## EXERCISE DETAILS
Select all lines in the records that include "Validated".

## INFORMATION GIVEN

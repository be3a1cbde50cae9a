// SPDX-License-Identifier: Apache-2.0
// © James Ross Ω FLYING•ROBOTS <https://github.com/flyingrobots>
//! In-memory [`SymbolModel`] backed by a JSON symbol manifest.
//!
//! Build tooling exports one manifest per compilation round. The manifest is
//! flattened into an arena of symbol records at load time; handles are arena
//! indices, so member and discovery order is manifest declaration order.

use std::collections::{BTreeMap, BTreeSet};
use std::io::Read;

use serde::Deserialize;
use thiserror::Error;

use crate::symbol::{Modifier, SymbolId, SymbolKind, SymbolModel};

/// Manifest version understood by this loader.
pub const MANIFEST_VERSION: &str = "tagreq-symbols/v1";

/// Errors raised while loading a symbol manifest.
#[derive(Debug, Error)]
pub enum ManifestError {
    /// The manifest is not valid JSON or does not match the schema.
    #[error("manifest parse error: {0}")]
    Json(#[from] serde_json::Error),
    /// The manifest could not be read.
    #[error("manifest io error: {0}")]
    Io(#[from] std::io::Error),
    /// `manifest_version` names a format this loader does not understand.
    #[error("Unsupported manifest_version: {0}")]
    UnsupportedVersion(String),
    /// Two type declarations share a qualified name.
    #[error("duplicate type declaration: {0}")]
    DuplicateType(String),
    /// The manifest declares more symbols than a handle can address.
    #[error("manifest declares too many symbols")]
    TooManySymbols,
}

/// Root of a symbol manifest document.
#[derive(Debug, Deserialize)]
pub struct SymbolManifest {
    /// Format tag; absent means [`MANIFEST_VERSION`].
    #[serde(default)]
    pub manifest_version: Option<String>,
    /// Type declarations visible in this round.
    #[serde(default)]
    pub types: Vec<TypeDecl>,
}

/// Kind of a declared type.
#[derive(Debug, Clone, Copy, Default, PartialEq, Eq, Deserialize)]
#[serde(rename_all = "snake_case")]
pub enum TypeDeclKind {
    /// Structural type.
    #[default]
    Class,
    /// Enumeration.
    Enum,
}

/// A class or enum declaration.
#[derive(Debug, Deserialize)]
pub struct TypeDecl {
    /// Fully-qualified type name.
    pub name: String,
    /// Declared kind (defaults to `class`).
    #[serde(default)]
    pub kind: TypeDeclKind,
    /// Type modifiers.
    #[serde(default)]
    pub modifiers: Vec<Modifier>,
    /// Annotations on the type.
    #[serde(default)]
    pub annotations: Vec<AnnotationDecl>,
    /// Field declarations.
    #[serde(default)]
    pub fields: Vec<VariableDecl>,
    /// Method declarations.
    #[serde(default)]
    pub methods: Vec<MethodDecl>,
}

/// A field or parameter declaration.
#[derive(Debug, Deserialize)]
pub struct VariableDecl {
    /// Field or parameter name.
    pub name: String,
    /// Declared type, possibly generic.
    #[serde(rename = "type")]
    pub type_name: String,
    /// Declaration modifiers.
    #[serde(default)]
    pub modifiers: Vec<Modifier>,
    /// Attached annotations.
    #[serde(default)]
    pub annotations: Vec<AnnotationDecl>,
}

/// A method declaration.
#[derive(Debug, Deserialize)]
pub struct MethodDecl {
    /// Method name.
    pub name: String,
    /// Declared return type (defaults to `void`).
    #[serde(default = "void_type")]
    pub return_type: String,
    /// Method modifiers.
    #[serde(default)]
    pub modifiers: Vec<Modifier>,
    /// Annotations on the method.
    #[serde(default)]
    pub annotations: Vec<AnnotationDecl>,
    /// Parameters in declaration order.
    #[serde(default)]
    pub parameters: Vec<VariableDecl>,
}

/// An annotation occurrence with its string-list arguments.
#[derive(Debug, Clone, Deserialize)]
pub struct AnnotationDecl {
    /// Fully-qualified annotation name.
    pub name: String,
    /// Named arguments, each a list of strings (class literals render as qualified names).
    #[serde(default)]
    pub values: BTreeMap<String, Vec<String>>,
}

fn void_type() -> String {
    "void".to_owned()
}

#[derive(Debug)]
struct SymbolRecord {
    kind: SymbolKind,
    name: String,
    type_name: String,
    modifiers: BTreeSet<Modifier>,
    tags: BTreeSet<String>,
    annotations: Vec<AnnotationDecl>,
    owner: Option<SymbolId>,
    // members for types, parameters for methods
    children: Vec<SymbolId>,
}

/// Arena-backed symbol graph for one compilation round.
#[derive(Debug, Default)]
pub struct SymbolGraph {
    records: Vec<SymbolRecord>,
    types: BTreeMap<String, SymbolId>,
}

impl SymbolGraph {
    /// Parses a manifest from a JSON string.
    pub fn from_json_str(json: &str) -> Result<Self, ManifestError> {
        let manifest: SymbolManifest = serde_json::from_str(json)?;
        Self::from_manifest(manifest)
    }

    /// Parses a manifest from a reader.
    pub fn from_reader<R: Read>(reader: R) -> Result<Self, ManifestError> {
        let manifest: SymbolManifest = serde_json::from_reader(reader)?;
        Self::from_manifest(manifest)
    }

    /// Flattens a deserialized manifest into the arena.
    pub fn from_manifest(manifest: SymbolManifest) -> Result<Self, ManifestError> {
        if let Some(version) = manifest.manifest_version.as_deref() {
            if version != MANIFEST_VERSION {
                return Err(ManifestError::UnsupportedVersion(version.to_owned()));
            }
        }

        let mut graph = Self::default();
        for decl in manifest.types {
            if graph.types.contains_key(&decl.name) {
                return Err(ManifestError::DuplicateType(decl.name));
            }
            graph.insert_type(decl)?;
        }
        Ok(graph)
    }

    /// Number of symbols in the arena.
    pub fn len(&self) -> usize {
        self.records.len()
    }

    /// True when the manifest declared no symbols.
    pub fn is_empty(&self) -> bool {
        self.records.is_empty()
    }

    fn insert_type(&mut self, decl: TypeDecl) -> Result<SymbolId, ManifestError> {
        let kind = match decl.kind {
            TypeDeclKind::Class => SymbolKind::Class,
            TypeDeclKind::Enum => SymbolKind::Enum,
        };
        let type_id = self.push(SymbolRecord {
            kind,
            name: decl.name.clone(),
            type_name: decl.name.clone(),
            modifiers: decl.modifiers.into_iter().collect(),
            tags: tag_names(&decl.annotations),
            annotations: decl.annotations,
            owner: None,
            children: Vec::new(),
        })?;
        self.types.insert(decl.name, type_id);

        for field in decl.fields {
            let field_id = self.push_variable(SymbolKind::Field, field, type_id)?;
            self.records[type_id.index()].children.push(field_id);
        }

        for method in decl.methods {
            let method_id = self.push(SymbolRecord {
                kind: SymbolKind::Method,
                name: method.name,
                type_name: method.return_type,
                modifiers: method.modifiers.into_iter().collect(),
                tags: tag_names(&method.annotations),
                annotations: method.annotations,
                owner: Some(type_id),
                children: Vec::new(),
            })?;
            for param in method.parameters {
                let param_id = self.push_variable(SymbolKind::Parameter, param, method_id)?;
                self.records[method_id.index()].children.push(param_id);
            }
            self.records[type_id.index()].children.push(method_id);
        }

        Ok(type_id)
    }

    fn push_variable(
        &mut self,
        kind: SymbolKind,
        decl: VariableDecl,
        owner: SymbolId,
    ) -> Result<SymbolId, ManifestError> {
        self.push(SymbolRecord {
            kind,
            name: decl.name,
            type_name: decl.type_name,
            modifiers: decl.modifiers.into_iter().collect(),
            tags: tag_names(&decl.annotations),
            annotations: decl.annotations,
            owner: Some(owner),
            children: Vec::new(),
        })
    }

    fn push(&mut self, record: SymbolRecord) -> Result<SymbolId, ManifestError> {
        let id = u32::try_from(self.records.len()).map_err(|_| ManifestError::TooManySymbols)?;
        self.records.push(record);
        Ok(SymbolId(id))
    }

    fn record(&self, symbol: SymbolId) -> &SymbolRecord {
        &self.records[symbol.index()]
    }
}

fn tag_names(annotations: &[AnnotationDecl]) -> BTreeSet<String> {
    annotations.iter().map(|a| a.name.clone()).collect()
}

impl SymbolModel for SymbolGraph {
    fn kind(&self, symbol: SymbolId) -> SymbolKind {
        self.record(symbol).kind
    }

    fn simple_name(&self, symbol: SymbolId) -> &str {
        &self.record(symbol).name
    }

    fn type_name(&self, symbol: SymbolId) -> &str {
        &self.record(symbol).type_name
    }

    fn modifiers(&self, symbol: SymbolId) -> &BTreeSet<Modifier> {
        &self.record(symbol).modifiers
    }

    fn attached_tags(&self, symbol: SymbolId) -> &BTreeSet<String> {
        &self.record(symbol).tags
    }

    fn resolve_type(&self, name: &str) -> Option<SymbolId> {
        self.types.get(name).copied()
    }

    fn members(&self, class: SymbolId) -> &[SymbolId] {
        let record = self.record(class);
        if record.kind.is_type() {
            record.children.as_slice()
        } else {
            &[]
        }
    }

    fn parameters(&self, method: SymbolId) -> &[SymbolId] {
        let record = self.record(method);
        if record.kind == SymbolKind::Method {
            record.children.as_slice()
        } else {
            &[]
        }
    }

    fn annotated_with(&self, tag: &str) -> Vec<SymbolId> {
        self.records
            .iter()
            .enumerate()
            .filter(|(_, r)| {
                matches!(r.kind, SymbolKind::Class | SymbolKind::Method) && r.tags.contains(tag)
            })
            .filter_map(|(i, _)| u32::try_from(i).ok().map(SymbolId))
            .collect()
    }

    fn annotation_values(
        &self,
        symbol: SymbolId,
        tag: &str,
        element: &str,
    ) -> Option<Vec<String>> {
        self.record(symbol)
            .annotations
            .iter()
            .find(|a| a.name == tag)
            .and_then(|a| a.values.get(element))
            .cloned()
    }

    fn owner(&self, symbol: SymbolId) -> Option<SymbolId> {
        self.record(symbol).owner
    }
}

#[cfg(test)]
mod tests {
    #![allow(clippy::unwrap_used)]
    #![allow(clippy::expect_used)]

    use super::*;

    const ORDER_MANIFEST: &str = r#"{
        "manifest_version": "tagreq-symbols/v1",
        "types": [
            {
                "name": "shop.Order",
                "fields": [
                    { "name": "id", "type": "java.lang.String", "annotations": [{ "name": "shop.Validated" }] },
                    { "name": "count", "type": "int" },
                    { "name": "cache", "type": "shop.Cache", "modifiers": ["static"] }
                ],
                "methods": [
                    {
                        "name": "process",
                        "return_type": "shop.Receipt",
                        "annotations": [
                            { "name": "tagreq.annotation.RequiresAnnotation", "values": { "requires": ["shop.Validated"] } }
                        ],
                        "parameters": [{ "name": "order", "type": "shop.Order" }]
                    }
                ]
            },
            { "name": "shop.Status", "kind": "enum" }
        ]
    }"#;

    #[test]
    fn flattens_types_fields_methods_and_parameters() {
        let graph = SymbolGraph::from_json_str(ORDER_MANIFEST).unwrap();
        let order = graph.resolve_type("shop.Order").unwrap();
        assert_eq!(graph.kind(order), SymbolKind::Class);

        let members = graph.members(order);
        assert_eq!(members.len(), 4);
        let names: Vec<&str> = members.iter().map(|m| graph.simple_name(*m)).collect();
        assert_eq!(names, ["id", "count", "cache", "process"]);

        let process = members[3];
        assert_eq!(graph.kind(process), SymbolKind::Method);
        assert_eq!(graph.type_name(process), "shop.Receipt");
        let params = graph.parameters(process);
        assert_eq!(params.len(), 1);
        assert_eq!(graph.type_name(params[0]), "shop.Order");
        assert_eq!(graph.owner(params[0]), Some(process));
    }

    #[test]
    fn exposes_tags_modifiers_and_primitives() {
        let graph = SymbolGraph::from_json_str(ORDER_MANIFEST).unwrap();
        let order = graph.resolve_type("shop.Order").unwrap();
        let [id, count, cache, _] = graph.members(order) else {
            panic!("unexpected member layout");
        };
        assert!(graph.attached_tags(*id).contains("shop.Validated"));
        assert!(graph.is_primitive(*count));
        assert!(!graph.is_primitive(*id));
        assert!(graph.modifiers(*cache).contains(&Modifier::Static));
    }

    #[test]
    fn discovers_annotated_roots_and_arguments() {
        let graph = SymbolGraph::from_json_str(ORDER_MANIFEST).unwrap();
        let roots = graph.annotated_with("tagreq.annotation.RequiresAnnotation");
        assert_eq!(roots.len(), 1);
        assert_eq!(graph.simple_name(roots[0]), "process");
        assert_eq!(
            graph.annotation_values(roots[0], "tagreq.annotation.RequiresAnnotation", "requires"),
            Some(vec!["shop.Validated".to_owned()])
        );
        assert_eq!(
            graph.annotation_values(roots[0], "tagreq.annotation.RequiresAnnotation", "ignore"),
            None
        );
    }

    #[test]
    fn describes_symbols_for_diagnostics() {
        let graph = SymbolGraph::from_json_str(ORDER_MANIFEST).unwrap();
        let order = graph.resolve_type("shop.Order").unwrap();
        let members = graph.members(order);
        assert_eq!(graph.describe(members[0]), "shop.Order.id");
        assert_eq!(graph.describe(members[3]), "shop.Order.process(shop.Order)");
    }

    #[test]
    fn enum_kind_is_preserved() {
        let graph = SymbolGraph::from_json_str(ORDER_MANIFEST).unwrap();
        let status = graph.resolve_type("shop.Status").unwrap();
        assert_eq!(graph.kind(status), SymbolKind::Enum);
        assert!(graph.members(status).is_empty());
    }

    #[test]
    fn unknown_types_do_not_resolve() {
        let graph = SymbolGraph::from_json_str(ORDER_MANIFEST).unwrap();
        assert!(graph.resolve_type("shop.Receipt").is_none());
    }

    #[test]
    fn rejects_unknown_manifest_version() {
        let err = SymbolGraph::from_json_str(r#"{ "manifest_version": "tagreq-symbols/v9" }"#)
            .unwrap_err();
        assert!(matches!(err, ManifestError::UnsupportedVersion(v) if v == "tagreq-symbols/v9"));
    }

    #[test]
    fn missing_version_is_accepted() {
        let graph = SymbolGraph::from_json_str(r#"{ "types": [] }"#).unwrap();
        assert!(graph.is_empty());
    }

    #[test]
    fn rejects_duplicate_types() {
        let err = SymbolGraph::from_json_str(
            r#"{ "types": [{ "name": "a.B" }, { "name": "a.B" }] }"#,
        )
        .unwrap_err();
        assert!(matches!(err, ManifestError::DuplicateType(name) if name == "a.B"));
    }
}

## SOLVED EXERCISE
                    { "name": "id", "type": "java.lang.String", "annotations": [{ "name": "shop.Validated" }] },
                            { "name": "tagreq.annotation.RequiresAnnotation", "values": { "requires": ["shop.Validated"] } }
        assert!(graph.attached_tags(*id).contains("shop.Validated"));
            Some(vec!["shop.Validated".to_owned()])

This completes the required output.